§ Task prompt
Pull every line holding the word "Storage" from the data below and copy it.

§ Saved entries
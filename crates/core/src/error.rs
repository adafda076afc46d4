use crate::types::DbId;

#[derive(Debug, thiserror::Error)]
pub enum CoreError {
    #[error("Entity not found: {entity} with id {id}")]
    NotFound { entity: &'static str, id: DbId },

    #[error("Validation failed: {0}")]
    Validation(String),

    #[error("Email already registered: {0}")]
    DuplicateEmail(String),

    /// Unknown email or wrong password. Deliberately does not say which.
    #[error("Invalid email or password")]
    InvalidCredentials,

    #[error("Storage error: {0}")]
    Storage(String),

    #[error("Internal error: {0}")]
    Internal(String),
}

§ Written solution
    #[error("Storage error: {0}")]
    Storage(String),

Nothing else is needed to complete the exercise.